S’agissant ensuite de la possibilité de fuite interne invoquée dans la décision, les demandeurs estiment qu’il appartiendrait au ministre, outre de désigner un autre endroit où ils pourraient vivre, d’y démontrer l’absence de risques, ce qu’il n’aurait pas fait en l’espèce.
Les demandeurs se fondent encore sur l’article 26 (4) de la loi du 5 mai 2006, pour reprocher au ministre une instruction défaillante de leur dossier, en ce qu’il aurait omis de renverser la présomption que contient cet article. Ils se prévalent encore des expériences qu’auraient vécues la sœur de Monsieur …et d’autres membres de la minorité goranaise pour appuyer leur crainte de persécutions.
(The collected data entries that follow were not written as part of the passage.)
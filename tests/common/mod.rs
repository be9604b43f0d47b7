//! Shared utilities for integration tests.
#![allow(dead_code)]

use mux_bench::adapters::{builders, RouterBuilder};
use mux_bench::fixture::RouteRequest;
use mux_bench::harness::{Dispatcher, ResponseRecorder};

/// Every adapter, built fresh.
pub fn all_routers() -> Vec<Box<dyn RouterBuilder>> {
    builders()
}

/// Dispatch one request and return the recorded response.
pub fn serve(dispatcher: &mut dyn Dispatcher, request: &RouteRequest) -> ResponseRecorder {
    let mut recorder = ResponseRecorder::new();
    dispatcher.dispatch(request, &mut recorder);
    recorder
}

/// Dispatcher that remembers the order in which requests arrive.
#[derive(Default)]
pub struct Tape {
    pub seen: Vec<RouteRequest>,
}

impl Dispatcher for Tape {
    fn dispatch(&mut self, request: &RouteRequest, recorder: &mut ResponseRecorder) {
        self.seen.push(request.clone());
        recorder.write(b"hello");
    }
}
Finalement, les demandeurs estiment, en se fondant sur les articles 2 f), 37 et 26 (4) de la loi du 5 mai 2006, que s’ils ne devaient pas se voir accorder le statut de réfugié, ils rempliraient néanmoins les conditions requises pour se voir accorder le statut conféré par la protection subsidiaire.
Le délégué du gouvernement soutient quant à lui que le ministre a fait une saine appréciation de la situation des demandeurs et conclut au rejet du recours.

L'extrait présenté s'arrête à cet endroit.